Vraiment de quoi rire : un vieux bonhomme de plus de cent kilos qui jouait encore au héros avec ses cartouchières et son chapeau de cow-boy, coincé sous un dôme de toile. Il se faisait penser aux stragglers , ces soldats japonais qui ont continué à se battre aux Philippines parfois trente années après la reddition du Japon.
Au bout de quelques secondes, les paroles de son fils lui revinrent en tête. À ce train-là, la vérité éclaterait dans un jour ou deux. Il saisit son Iridium : il était temps de rappeler à l’ordre sa cheville ouvrière.
— Salvo ? Morvan.
— Vi, chef.
— Tu peux parler ?
— Affirmatif.
— Qu’est-ce que tu fous, nom de dieu ?
— On avance. On s’ra à Ankoro demain matin.
— À quoi tu joues ? Je t’ai dit de lui faire faire un tour en forêt et de rentrer !
— Chef, je suis un professionnel et…
— Ta gueule. Si tu rentres pas dare-dare à Lubum, j’te jure que je vais te botter le cul.
— Mais…
Le Banyamulenge la jouait à l’africaine. Après le pognon de Morvan, il encaissait maintenant celui d’Erwan. Et sans doute profitait-il du voyage pour mener d’autres combines encore…
— Qu’est-ce qui t’a pris de l’emmener chez les de Momper ? Et maintenant Mouna ?
— Chef, c’étaient des opportunités et…
— J’ai l’impression que t’as pas compris ton boulot. Je te paye pour freiner Erwan, pas pour le porter sur tes épaules. Continue comme ça et j’te jure que je te grillerai partout à Lubum !
Salvo ne répondit pas : il pesait le pour et le contre. Fric à court terme, chômage à long terme.
L’orage ne faiblissait pas.

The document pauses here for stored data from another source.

//! Progression engine: task-toggle accounting, XP/level math, end-of-day
//! snapshotting and milestone evaluation.
//!
//! Every function here is a synchronous transform over the owned
//! [`Document`]; persistence happens in the store layer after the transform
//! completes. Unknown ids are silent no-ops.

use chrono::{DateTime, Utc};

use crate::history;
use crate::model::{DayRecord, Document, MilestoneKind, Task, TaskStatus};

/// XP required per level.
const XP_PER_LEVEL: u32 = 1000;

/// Level is a pure function of XP, never tracked independently.
pub fn level_for_xp(xp: u32) -> u32 {
    xp / XP_PER_LEVEL + 1
}

/// Flip a task between pending and completed.
///
/// Completing adds the task's XP reward, stamps `completed_at` and bumps the
/// lifetime completion counter; uncompleting reverses all three. XP and the
/// counter are floor-clamped at zero, so a toggle sequence can never drive
/// them negative. Returns `false` (leaving the document untouched) for an
/// unknown id.
///
/// `last_active` is deliberately not touched here; only the rollover routine
/// advances it, so a late-night toggle cannot mask a pending rollover.
pub fn toggle_task(doc: &mut Document, id: &str, now: DateTime<Utc>) -> bool {
    let Some(task) = doc.tasks.iter_mut().find(|t| t.id == id) else {
        return false;
    };

    let was_completed = task.status == TaskStatus::Completed;
    if was_completed {
        task.status = TaskStatus::Pending;
        task.completed_at = None;
        doc.user.xp = doc.user.xp.saturating_sub(task.xp_reward);
        doc.user.total_tasks_completed = doc.user.total_tasks_completed.saturating_sub(1);
    } else {
        task.status = TaskStatus::Completed;
        task.completed_at = Some(now);
        doc.user.xp = doc.user.xp.saturating_add(task.xp_reward);
        doc.user.total_tasks_completed = doc.user.total_tasks_completed.saturating_add(1);
    }
    doc.user.level = level_for_xp(doc.user.xp);
    true
}

/// Adjust XP by a signed delta, floor-clamped at zero.
pub fn add_xp(doc: &mut Document, delta: i64) {
    let xp = i64::from(doc.user.xp) + delta;
    doc.user.xp = xp.clamp(0, i64::from(u32::MAX)) as u32;
    doc.user.level = level_for_xp(doc.user.xp);
}

/// Produce a day record from the current task list. Pure.
pub fn snapshot_day(tasks: &[Task], date: &str, note: Option<String>) -> DayRecord {
    let completed: Vec<&Task> = tasks
        .iter()
        .filter(|t| t.status == TaskStatus::Completed)
        .collect();

    DayRecord {
        date: date.to_string(),
        tasks_completed: completed.len() as u32,
        tasks_total: tasks.len() as u32,
        xp_earned: completed.iter().map(|t| t.xp_reward).sum(),
        note,
    }
}

/// Snapshot today and upsert it into history, marking the day as ended.
///
/// Tasks stay visible and interactive until the next rollover, so calling
/// this again on the same day simply overwrites the day's record.
pub fn end_day(doc: &mut Document, today: &str, note: Option<String>) {
    let record = snapshot_day(&doc.tasks, today, note);
    history::upsert_record(&mut doc.user.history, record);
    doc.day_ended = true;
}

/// Evaluate locked milestones against the current metrics.
///
/// Any milestone whose metric has reached its target is stamped unlocked in
/// this pass; returns the titles of milestones unlocked on this specific
/// call. Unlocking is monotonic, so repeated calls never report a milestone
/// twice.
pub fn check_milestones(doc: &mut Document, now: DateTime<Utc>) -> Vec<String> {
    let mut newly_unlocked = Vec::new();

    for milestone in &mut doc.milestones {
        if milestone.unlocked_at.is_some() {
            continue;
        }

        let current = match milestone.kind {
            MilestoneKind::Streak => doc.user.streak,
            MilestoneKind::Level => doc.user.level,
            MilestoneKind::Xp => doc.user.xp,
            MilestoneKind::Tasks => doc.user.total_tasks_completed,
        };

        if current >= milestone.target {
            milestone.unlocked_at = Some(now);
            log::info!("milestone unlocked: {}", milestone.title);
            newly_unlocked.push(milestone.title.clone());
        }
    }

    newly_unlocked
}

#[cfg(test)]
mod tests {
    use super::*;
    use crate::model::{Milestone, TaskCategory};
    use chrono::TimeZone;
    use proptest::prelude::*;

    fn now() -> DateTime<Utc> {
        Utc.with_ymd_and_hms(2024, 6, 1, 9, 0, 0).unwrap()
    }

    fn doc_with_tasks(rewards: &[u32]) -> Document {
        let mut doc = Document {
            tasks: Vec::new(),
            ..Document::default()
        };
        for (i, reward) in rewards.iter().enumerate() {
            let mut task = Task::new(format!("Task {i}"), TaskCategory::Core, *reward);
            task.id = format!("t{i}");
            doc.tasks.push(task);
        }
        doc
    }

    #[test]
    fn completing_a_task_awards_xp_and_stamps_timestamp() {
        let mut doc = doc_with_tasks(&[50]);
        assert!(toggle_task(&mut doc, "t0", now()));

        assert_eq!(doc.tasks[0].status, TaskStatus::Completed);
        assert_eq!(doc.tasks[0].completed_at, Some(now()));
        assert_eq!(doc.user.xp, 50);
        assert_eq!(doc.user.total_tasks_completed, 1);
    }

    #[test]
    fn double_toggle_restores_prior_values_exactly() {
        let mut doc = doc_with_tasks(&[120]);
        doc.user.xp = 300;
        doc.user.level = level_for_xp(300);
        doc.user.total_tasks_completed = 7;

        toggle_task(&mut doc, "t0", now());
        toggle_task(&mut doc, "t0", now());

        assert_eq!(doc.user.xp, 300);
        assert_eq!(doc.user.level, 1);
        assert_eq!(doc.user.total_tasks_completed, 7);
        assert_eq!(doc.tasks[0].status, TaskStatus::Pending);
        assert!(doc.tasks[0].completed_at.is_none());
    }

    #[test]
    fn unknown_task_id_is_a_no_op() {
        let mut doc = doc_with_tasks(&[50]);
        assert!(!toggle_task(&mut doc, "missing", now()));
        assert_eq!(doc.user.xp, 0);
        assert_eq!(doc.tasks[0].status, TaskStatus::Pending);
    }

    #[test]
    fn uncompleting_never_drives_xp_negative() {
        let mut doc = doc_with_tasks(&[500]);
        // Complete, then drain XP out from under the toggle.
        toggle_task(&mut doc, "t0", now());
        add_xp(&mut doc, -400);
        toggle_task(&mut doc, "t0", now());

        assert_eq!(doc.user.xp, 0);
        assert_eq!(doc.user.level, 1);
    }

    #[test]
    fn level_crosses_at_thousand_xp_boundaries() {
        assert_eq!(level_for_xp(0), 1);
        assert_eq!(level_for_xp(999), 1);
        assert_eq!(level_for_xp(1000), 2);
        assert_eq!(level_for_xp(4500), 5);
    }

    #[test]
    fn add_xp_clamps_at_zero() {
        let mut doc = doc_with_tasks(&[]);
        add_xp(&mut doc, -100);
        assert_eq!(doc.user.xp, 0);

        add_xp(&mut doc, 2500);
        assert_eq!(doc.user.xp, 2500);
        assert_eq!(doc.user.level, 3);
    }

    #[test]
    fn snapshot_counts_completed_tasks_and_xp() {
        let mut doc = doc_with_tasks(&[50, 100, 30]);
        toggle_task(&mut doc, "t0", now());
        toggle_task(&mut doc, "t2", now());

        let record = snapshot_day(&doc.tasks, "2024-06-01", Some("note".to_string()));
        assert_eq!(record.tasks_completed, 2);
        assert_eq!(record.tasks_total, 3);
        assert_eq!(record.xp_earned, 80);
        assert_eq!(record.note.as_deref(), Some("note"));
    }

    #[test]
    fn end_day_upserts_and_keeps_tasks_interactive() {
        let mut doc = doc_with_tasks(&[50, 100]);
        toggle_task(&mut doc, "t0", now());

        end_day(&mut doc, "2024-06-01", Some("first".to_string()));
        assert!(doc.day_ended);
        assert_eq!(doc.user.history.len(), 1);
        assert_eq!(doc.tasks[0].status, TaskStatus::Completed);

        // Ending again the same day overwrites, never duplicates.
        toggle_task(&mut doc, "t1", now());
        end_day(&mut doc, "2024-06-01", Some("second".to_string()));
        assert_eq!(doc.user.history.len(), 1);
        assert_eq!(doc.user.history[0].tasks_completed, 2);
        assert_eq!(doc.user.history[0].note.as_deref(), Some("second"));
    }

    #[test]
    fn milestones_unlock_once_and_report_only_new_titles() {
        let mut doc = doc_with_tasks(&[]);
        doc.user.streak = 7;

        let first = check_milestones(&mut doc, now());
        assert_eq!(first, vec!["First Step".to_string(), "Iron Week".to_string()]);

        let second = check_milestones(&mut doc, now());
        assert!(second.is_empty());

        let unlocked: Vec<&Milestone> = doc
            .milestones
            .iter()
            .filter(|m| m.unlocked_at.is_some())
            .collect();
        assert_eq!(unlocked.len(), 2);
    }

    #[test]
    fn xp_milestone_unlocks_at_threshold_and_timestamp_is_stable() {
        let mut doc = doc_with_tasks(&[]);
        add_xp(&mut doc, 9_999);
        assert!(check_milestones(&mut doc, now()).is_empty());

        add_xp(&mut doc, 1);
        let unlocked = check_milestones(&mut doc, now());
        assert_eq!(unlocked, vec!["10K XP".to_string()]);

        let stamped = doc
            .milestones
            .iter()
            .find(|m| m.id == "m10")
            .and_then(|m| m.unlocked_at);
        assert_eq!(stamped, Some(now()));

        let later = now() + chrono::Duration::days(3);
        assert!(check_milestones(&mut doc, later).is_empty());
        let still = doc
            .milestones
            .iter()
            .find(|m| m.id == "m10")
            .and_then(|m| m.unlocked_at);
        assert_eq!(still, stamped);
    }

    proptest! {
        /// Any toggle sequence keeps the level law and non-negative counters.
        #[test]
        fn toggle_sequences_preserve_invariants(
            rewards in proptest::collection::vec(0u32..500, 1..8),
            toggles in proptest::collection::vec(0usize..8, 0..50),
        ) {
            let mut doc = doc_with_tasks(&rewards);
            for idx in toggles {
                toggle_task(&mut doc, &format!("t{idx}"), now());

                prop_assert_eq!(doc.user.level, level_for_xp(doc.user.xp));
                for task in &doc.tasks {
                    prop_assert_eq!(
                        task.status == TaskStatus::Completed,
                        task.completed_at.is_some()
                    );
                }
            }
        }

        /// Toggling each touched task an even number of times restores XP.
        #[test]
        fn paired_toggles_cancel_out(
            rewards in proptest::collection::vec(0u32..500, 1..6),
            picks in proptest::collection::vec(0usize..6, 0..20),
        ) {
            let mut doc = doc_with_tasks(&rewards);
            for idx in &picks {
                toggle_task(&mut doc, &format!("t{idx}"), now());
            }
            for idx in picks.iter().rev() {
                toggle_task(&mut doc, &format!("t{idx}"), now());
            }
            prop_assert_eq!(doc.user.xp, 0);
            prop_assert_eq!(doc.user.total_tasks_completed, 0);
            prop_assert_eq!(doc.user.level, 1);
        }
    }
}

La double toile ployait sous la masse de flotte.
— Quelle est la situation avec les rebelles ? cria encore Morvan.
— Pour l’instant, aucun problème.
— Les FARDC ?
— Les barrages habituels.
— Et les livraisons d’armes aux Tutsis ?
— On parle que de ça.
— De quoi, au juste ?
— Lance-roquettes, missiles, mitrailleuses.
— C’est Esprit des Morts qui mène la danse ?
— Lui et ses troupes seraient descendus du Sud-Kivu jusqu’à chez nous. Mais c’est p’t’être que des mensonges…
Qui avait vendu ce matériel au FLHK, les « dissidents de la dissidence » ? Qui avait intérêt à alimenter cette poche de conflits ?
— Demain matin, tu rentres à Kabwe.
— On est presque à Ankoro !
— Tu comprends le français ? Erwan ne doit pas monter plus haut.
— Qu’est-ce que je lui dis ?
— Tu te démerdes.
— Vi, chef.
L’abri ne cessait d’osciller sous la pluie comme si une main titanesque, faite de lianes et de racines, essayait de l’arracher de sa base. À travers le toit gorgé d’eau, Morvan voyait les palmes s’agiter dans le vent avec une étrange lenteur, comme des algues monstrueuses au fond d’une mer de limon.